It’s the most wonderful time of the year for Adelaide Crows fans. The time of year when their footy club’s recruiters flex their muscle and rely on their club’s fans being either very forgiving or very forgetful.
With Adelaide entering the 2020 draft with their highest ever pick, Adelaide Mail’s crack team of respected sports journos have cobbled together their list of the club’s top 5 draft prospects this year.
1. The Already-Homesick Victorian
Tommy Torquay is a big-bodied midfielder who loves his footy, his family, the farm and fishing. When he’s not blazing away from packs you can find him chatting with his mum, or out on the boat with dad. His younger brother is gravely ill but it’s okay because Tommy takes an hour out of every afternoon to get him to hospital. Where would he be without Tommy?

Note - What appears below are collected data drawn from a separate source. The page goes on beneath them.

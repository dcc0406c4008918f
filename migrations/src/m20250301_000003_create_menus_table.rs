use sea_orm_migration::prelude::*;

#[derive(DeriveMigrationName)]
pub struct Migration;

#[async_trait::async_trait]
impl MigrationTrait for Migration {
    async fn up(&self, manager: &SchemaManager) -> Result<(), DbErr> {
        manager
            .create_table(
                Table::create()
                    .table(Menus::Table)
                    .if_not_exists()
                    .col(ColumnDef::new(Menus::Id).uuid().primary_key().not_null())
                    .col(ColumnDef::new(Menus::Name).string().not_null())
                    .col(ColumnDef::new(Menus::Description).text().null())
                    .col(
                        ColumnDef::new(Menus::Price)
                            .decimal_len(16, 2)
                            .not_null()
                            .default(0.0),
                    )
                    // Minutes the kitchen needs for one line of this menu.
                    .col(
                        ColumnDef::new(Menus::CookingDuration)
                            .integer()
                            .not_null()
                            .default(0),
                    )
                    .col(
                        ColumnDef::new(Menus::CreatedAt)
                            .timestamp_with_time_zone()
                            .not_null(),
                    )
                    .col(
                        ColumnDef::new(Menus::UpdatedAt)
                            .timestamp_with_time_zone()
                            .not_null(),
                    )
                    .col(ColumnDef::new(Menus::DeletedAt).timestamp_with_time_zone().null())
                    .to_owned(),
            )
            .await
    }

    async fn down(&self, manager: &SchemaManager) -> Result<(), DbErr> {
        manager
            .drop_table(Table::drop().table(Menus::Table).to_owned())
            .await
    }
}

#[derive(DeriveIden)]
pub enum Menus {
    Table,
    Id,
    Name,
    Description,
    Price,
    CookingDuration,
    CreatedAt,
    UpdatedAt,
    DeletedAt,
}
use chrono::{DateTime, Utc};
use rust_decimal::Decimal;
use sea_orm::entity::prelude::*;
use serde::{Deserialize, Serialize};
use uuid::Uuid;

use crate::models::{OrderStatus, PaymentStatus, QueueCode};

/// Aggregate root of one dine-in order session: its payment and its
/// fulfillment progress.
#[derive(Clone, Debug, PartialEq, Eq, DeriveEntityModel, Serialize, Deserialize)]
#[sea_orm(table_name = "transactions")]
pub struct Model {
    #[sea_orm(primary_key, auto_increment = false)]
    pub id: Uuid,
    pub user_id: Uuid,
    pub table_id: Uuid,

    /// Order id handed to the payment gateway.
    pub payment_code: String,
    pub payment_status: PaymentStatus,

    pub order_status: OrderStatus,

    /// `None` until issuance; see [`Model::queue_code`].
    pub queue_code: Option<String>,

    /// Computed at creation, never updated.
    #[sea_orm(column_type = "Decimal(Some((16, 2)))")]
    pub total_price: Decimal,

    pub cooking_started_at: Option<DateTime<Utc>>,
    pub cooked_at: Option<DateTime<Utc>>,
    pub served_at: Option<DateTime<Utc>>,

    pub created_at: DateTime<Utc>,
    pub updated_at: DateTime<Utc>,
    pub deleted_at: Option<DateTime<Utc>>,
}

impl Model {
    /// The issued queue code, or `None` when unset or unparseable.
    pub fn queue_code(&self) -> Option<QueueCode> {
        self.queue_code
            .as_deref()
            .and_then(|raw| QueueCode::parse(raw).ok())
    }
}

#[derive(Copy, Clone, Debug, EnumIter, DeriveRelation)]
pub enum Relation {
    #[sea_orm(has_many = "super::order::Entity")]
    Orders,
    #[sea_orm(
        belongs_to = "super::user::Entity",
        from = "Column::UserId",
        to = "super::user::Column::Id"
    )]
    User,
    #[sea_orm(
        belongs_to = "super::restaurant_table::Entity",
        from = "Column::TableId",
        to = "super::restaurant_table::Column::Id"
    )]
    RestaurantTable,
}

impl Related<super::order::Entity> for Entity {
    fn to() -> RelationDef {
        Relation::Orders.def()
    }
}

impl Related<super::user::Entity> for Entity {
    fn to() -> RelationDef {
        Relation::User.def()
    }
}

impl Related<super::restaurant_table::Entity> for Entity {
    fn to() -> RelationDef {
        Relation::RestaurantTable.def()
    }
}

impl ActiveModelBehavior for ActiveModel {}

2. The Troubled Teen Who Will Definitely Come Good Once He’s Around The Positive Culture Of Adelaide Football Club
Sure he might have already had the odd indiscretion in his teen years, but who hasn’t. Who hasn’t burnt out a car or two? We’ve all been young and charged with grievous bodily harm. And anyway, that BWS had no security guard on, they were practically begging to be robbed with a sawn-off shotgun. Despite the blunders, and also a DUI that he just racked up on his way to his club’s grand final, Adelaide recruiters are willing to bet on him coming good within the positive culture at AFC. And if not, there’s nothing a highly controversial camp couldn’t fix.

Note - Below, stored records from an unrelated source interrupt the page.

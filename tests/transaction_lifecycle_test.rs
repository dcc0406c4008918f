mod common;

use std::collections::HashSet;

use assert_matches::assert_matches;
use chrono::{Duration, Utc};
use rust_decimal_macros::dec;
use sea_orm::{EntityTrait, PaginatorTrait};
use uuid::Uuid;

use common::{signed_notification, TestApp};
use dinein_api::{
    entities::{order, transaction},
    errors::ServiceError,
    events::Event,
    models::{OrderStatus, PaymentStatus, Price, QueueCode},
    pagination::PageRequest,
    repositories::{NewTransaction, TransactionRepository},
};

async fn row_counts(app: &TestApp) -> (u64, u64) {
    let transactions = transaction::Entity::find()
        .count(&*app.state.db)
        .await
        .unwrap();
    let orders = order::Entity::find().count(&*app.state.db).await.unwrap();
    (transactions, orders)
}

#[tokio::test]
async fn creation_prices_items_and_issues_sequential_codes() {
    let mut app = TestApp::new().await;
    let rice = app.seed_menu("Nasi Goreng", dec!(12500.50), 15).await;
    let tea = app.seed_menu("Es Teh", dec!(5000), 2).await;

    let first = app.create(&[(rice, 2), (tea, 1)]).await;
    let second = app.create(&[(tea, 3)]).await;
    let third = app.create(&[(rice, 1)]).await;

    assert_eq!(first.queue_code, "Q0001");
    assert_eq!(second.queue_code, "Q0002");
    assert_eq!(third.queue_code, "Q0003");

    assert_eq!(first.total_price, "30001.00");
    assert_eq!(first.payment_link, format!("https://pay.test/{}", first.id));
    assert_eq!(first.orders.len(), 2);
    assert_eq!(first.orders[0].name, "Nasi Goreng");
    assert_eq!(first.orders[0].price, "12500.50");
    assert_eq!(first.orders[0].quantity, 2);

    let stored = app.stored(first.id).await;
    assert_eq!(stored.order_status, OrderStatus::Pending);
    assert_eq!(stored.payment_status, PaymentStatus::Pending);
    assert_eq!(stored.payment_code, first.id.to_string());
    assert_eq!(stored.total_price, dec!(30001.00));
    assert_eq!(stored.queue_code().map(|c| c.number()), Some(1));

    let events = app.drain_events();
    assert_eq!(events.len(), 3);
    assert_matches!(
        &events[0],
        Event::TransactionCreated { transaction_id, queue_code, .. }
            if *transaction_id == first.id && queue_code == "Q0001"
    );
}

#[tokio::test]
async fn full_workflow_walks_every_state_once() {
    let mut app = TestApp::new().await;
    let soup = app.seed_menu("Soto Ayam", dec!(32500), 20).await;
    let created = app.create(&[(soup, 1)]).await;
    let code = created.queue_code.clone();
    let svc = &app.state.transactions;

    let cooking = svc.start_cooking(&code).await.unwrap();
    assert_eq!(cooking.order_status, OrderStatus::Preparing);
    assert_eq!(cooking.queue_code, code);
    assert_eq!(cooking.orders[0].name, "Soto Ayam");

    let ready = svc.finish_cooking(&code).await.unwrap();
    assert_eq!(ready.order_status, OrderStatus::ReadyToServe);

    let delivering = svc.start_delivering(&code).await.unwrap();
    assert_eq!(delivering.order_status, OrderStatus::Delivering);

    let served = svc.finish_delivering(&code).await.unwrap();
    assert_eq!(served.order_status, OrderStatus::Served);

    let stored = app.stored(created.id).await;
    assert_eq!(stored.order_status, OrderStatus::Served);
    let started = stored.cooking_started_at.unwrap();
    let cooked = stored.cooked_at.unwrap();
    let served_at = stored.served_at.unwrap();
    assert!(started <= cooked && cooked <= served_at);
    assert!(started >= stored.created_at);

    // A served transaction no longer answers to its code.
    assert_matches!(
        svc.start_cooking(&code).await,
        Err(ServiceError::TransactionNotFound(_))
    );

    let transitions: Vec<(OrderStatus, OrderStatus)> = app
        .drain_events()
        .into_iter()
        .filter_map(|event| match event {
            Event::OrderStatusChanged {
                old_status,
                new_status,
                ..
            } => Some((old_status, new_status)),
            _ => None,
        })
        .collect();
    assert_eq!(
        transitions,
        vec![
            (OrderStatus::Pending, OrderStatus::Preparing),
            (OrderStatus::Preparing, OrderStatus::ReadyToServe),
            (OrderStatus::ReadyToServe, OrderStatus::Delivering),
            (OrderStatus::Delivering, OrderStatus::Served),
        ]
    );
}

#[tokio::test]
async fn out_of_order_transition_writes_nothing() {
    let app = TestApp::new().await;
    let soup = app.seed_menu("Soto Ayam", dec!(32500), 20).await;
    let created = app.create(&[(soup, 1)]).await;
    let before = app.stored(created.id).await;

    assert_matches!(
        app.state.transactions.finish_cooking(&created.queue_code).await,
        Err(ServiceError::InvalidOrderStatus {
            current: OrderStatus::Pending,
            expected: OrderStatus::Preparing,
        })
    );
    assert_matches!(
        app.state
            .transactions
            .start_delivering(&created.queue_code)
            .await,
        Err(ServiceError::InvalidOrderStatus { .. })
    );

    let after = app.stored(created.id).await;
    assert_eq!(before, after);
}

#[tokio::test]
async fn repeated_transition_is_rejected() {
    let app = TestApp::new().await;
    let soup = app.seed_menu("Soto Ayam", dec!(32500), 20).await;
    let created = app.create(&[(soup, 1)]).await;

    app.state
        .transactions
        .start_cooking(&created.queue_code)
        .await
        .unwrap();
    let first_start = app.stored(created.id).await.cooking_started_at;

    assert_matches!(
        app.state.transactions.start_cooking(&created.queue_code).await,
        Err(ServiceError::InvalidOrderStatus {
            current: OrderStatus::Preparing,
            expected: OrderStatus::Pending,
        })
    );
    assert_eq!(app.stored(created.id).await.cooking_started_at, first_start);
}

#[tokio::test]
async fn unknown_or_malformed_codes_are_rejected() {
    let app = TestApp::new().await;
    let soup = app.seed_menu("Soto Ayam", dec!(32500), 20).await;
    let created = app.create(&[(soup, 1)]).await;

    assert_matches!(
        app.state.transactions.start_cooking("Q0999").await,
        Err(ServiceError::TransactionNotFound(code)) if code == "Q0999"
    );
    assert_matches!(
        app.state.transactions.start_cooking("table-7").await,
        Err(ServiceError::InvalidInput(_))
    );
    assert_eq!(
        app.stored(created.id).await.order_status,
        OrderStatus::Pending
    );
}

#[tokio::test]
async fn gateway_failure_rolls_back_everything() {
    let app = TestApp::new().await;
    let soup = app.seed_menu("Soto Ayam", dec!(32500), 20).await;

    app.gateway.fail_payments(true);
    assert_matches!(
        app.state
            .transactions
            .create_transaction(app.request(&[(soup, 2)]))
            .await,
        Err(ServiceError::ExternalServiceError(_))
    );
    assert_eq!(app.gateway.payment_calls(), 1);
    assert_eq!(row_counts(&app).await, (0, 0));

    // The failed attempt did not consume a queue code.
    app.gateway.fail_payments(false);
    let created = app.create(&[(soup, 1)]).await;
    assert_eq!(created.queue_code, "Q0001");
}

#[tokio::test]
async fn missing_references_fail_without_writes() {
    let app = TestApp::new().await;
    let soup = app.seed_menu("Soto Ayam", dec!(32500), 20).await;
    let svc = &app.state.transactions;

    let mut request = app.request(&[(soup, 1)]);
    request.user_id = Uuid::new_v4();
    assert_matches!(
        svc.create_transaction(request).await,
        Err(ServiceError::UserNotFound(_))
    );

    let mut request = app.request(&[(soup, 1)]);
    request.table_id = Uuid::new_v4();
    assert_matches!(
        svc.create_transaction(request).await,
        Err(ServiceError::TableNotFound(_))
    );

    let ghost = Uuid::new_v4();
    assert_matches!(
        svc.create_transaction(app.request(&[(soup, 1), (ghost, 1)]))
            .await,
        Err(ServiceError::MenuNotFound(id)) if id == ghost
    );

    assert_matches!(
        svc.create_transaction(app.request(&[])).await,
        Err(ServiceError::ValidationError(_))
    );
    assert_matches!(
        svc.create_transaction(app.request(&[(soup, -1)])).await,
        Err(ServiceError::InvalidQuantity(-1))
    );

    assert_eq!(app.gateway.payment_calls(), 0);
    assert_eq!(row_counts(&app).await, (0, 0));
}

#[tokio::test]
async fn signed_notification_updates_payment_only() {
    let mut app = TestApp::new().await;
    let soup = app.seed_menu("Soto Ayam", dec!(32500), 20).await;
    let created = app.create(&[(soup, 2)]).await;
    let order_id = created.id.to_string();

    let status = app
        .state
        .transactions
        .hook_transaction(signed_notification(&order_id, "65000.00", "settlement", None))
        .await
        .unwrap();
    assert_eq!(status, PaymentStatus::Settlement);

    let stored = app.stored(created.id).await;
    assert_eq!(stored.payment_status, PaymentStatus::Settlement);
    assert_eq!(stored.order_status, OrderStatus::Pending);

    assert_matches!(
        app.drain_events().last(),
        Some(Event::PaymentStatusChanged {
            old_status: PaymentStatus::Pending,
            new_status: PaymentStatus::Settlement,
            ..
        })
    );
}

3. Possibly The Best South Australian Player In The Last Two Decades…And He’s Done An ACL
It seems as though the brilliant South Australian players don’t pop up as often as they once did. But this kid…this kid is different. He’s a prodigy. The product of six generations of footballers and possibly the silkiest skills you’re ever likely to see on the footy field. They call him Ablett crossed with Judd crossed with Danger…and we’re just hearing that he’s done his ACL for the third time moments after signing his contract with Adelaide.
4. The Full-Forward Who Dominates At State Level But Doesn’t Quite Have What It Takes For AFL
He literally kicked every goal in last year’s Far North Queensland Footy League. And sure, he might have a bit of paunch around the mid-section, but he just loves cake. Are footy players not allowed to eat cake nowadays? He’s tipped to still be available when Round 5 rolls around, which means Adelaide could pick him up for a bargain…mainly because every other club has done their homework and this guy is basically 2020’s Adam Richardson.

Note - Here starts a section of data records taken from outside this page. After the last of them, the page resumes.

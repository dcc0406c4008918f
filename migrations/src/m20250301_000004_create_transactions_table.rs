use sea_orm_migration::prelude::*;

#[derive(DeriveMigrationName)]
pub struct Migration;

#[async_trait::async_trait]
impl MigrationTrait for Migration {
    async fn up(&self, manager: &SchemaManager) -> Result<(), DbErr> {
        manager
            .create_table(
                Table::create()
                    .table(Transactions::Table)
                    .if_not_exists()
                    .col(
                        ColumnDef::new(Transactions::Id)
                            .uuid()
                            .primary_key()
                            .not_null(),
                    )
                    .col(ColumnDef::new(Transactions::UserId).uuid().not_null())
                    .col(ColumnDef::new(Transactions::TableId).uuid().not_null())
                    .col(ColumnDef::new(Transactions::PaymentCode).string().not_null())
                    .col(
                        ColumnDef::new(Transactions::PaymentStatus)
                            .string_len(32)
                            .not_null()
                            .default("pending"),
                    )
                    .col(
                        ColumnDef::new(Transactions::OrderStatus)
                            .string_len(32)
                            .not_null()
                            .default("pending"),
                    )
                    .col(ColumnDef::new(Transactions::QueueCode).string_len(5).null())
                    .col(
                        ColumnDef::new(Transactions::TotalPrice)
                            .decimal_len(16, 2)
                            .not_null()
                            .default(0.0),
                    )
                    .col(
                        ColumnDef::new(Transactions::CookingStartedAt)
                            .timestamp_with_time_zone()
                            .null(),
                    )
                    .col(
                        ColumnDef::new(Transactions::CookedAt)
                            .timestamp_with_time_zone()
                            .null(),
                    )
                    .col(
                        ColumnDef::new(Transactions::ServedAt)
                            .timestamp_with_time_zone()
                            .null(),
                    )
                    .col(
                        ColumnDef::new(Transactions::CreatedAt)
                            .timestamp_with_time_zone()
                            .not_null(),
                    )
                    .col(
                        ColumnDef::new(Transactions::UpdatedAt)
                            .timestamp_with_time_zone()
                            .not_null(),
                    )
                    .col(
                        ColumnDef::new(Transactions::DeletedAt)
                            .timestamp_with_time_zone()
                            .null(),
                    )
                    .foreign_key(
                        ForeignKey::create()
                            .name("fk_transactions_user")
                            .from(Transactions::Table, Transactions::UserId)
                            .to(Users::Table, Users::Id),
                    )
                    .foreign_key(
                        ForeignKey::create()
                            .name("fk_transactions_table")
                            .from(Transactions::Table, Transactions::TableId)
                            .to(RestaurantTables::Table, RestaurantTables::Id),
                    )
                    .to_owned(),
            )
            .await
    }

    async fn down(&self, manager: &SchemaManager) -> Result<(), DbErr> {
        manager
            .drop_table(Table::drop().table(Transactions::Table).to_owned())
            .await
    }
}

#[derive(DeriveIden)]
pub enum Transactions {
    Table,
    Id,
    UserId,
    TableId,
    PaymentCode,
    PaymentStatus,
    OrderStatus,
    QueueCode,
    TotalPrice,
    CookingStartedAt,
    CookedAt,
    ServedAt,
    CreatedAt,
    UpdatedAt,
    DeletedAt,
}

#[derive(DeriveIden)]
enum Users {
    Table,
    Id,
}

#[derive(DeriveIden)]
enum RestaurantTables {
    Table,
    Id,
}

5. The Brilliant Mr Inconsistency
Wowwee! This kid can play. In fact, we’ve gone and watched him on three separate occasions (not in consecutive weeks, sure) and he tore apart the opposition on each and every time. 35+ possessions and the most mercurial acts you’re ever likely to see down at Chirnside Park. Funny thing is, every time our colleagues went and watched his team they say that didn’t see him at all. Weird. Mustn’t have been playing on those days.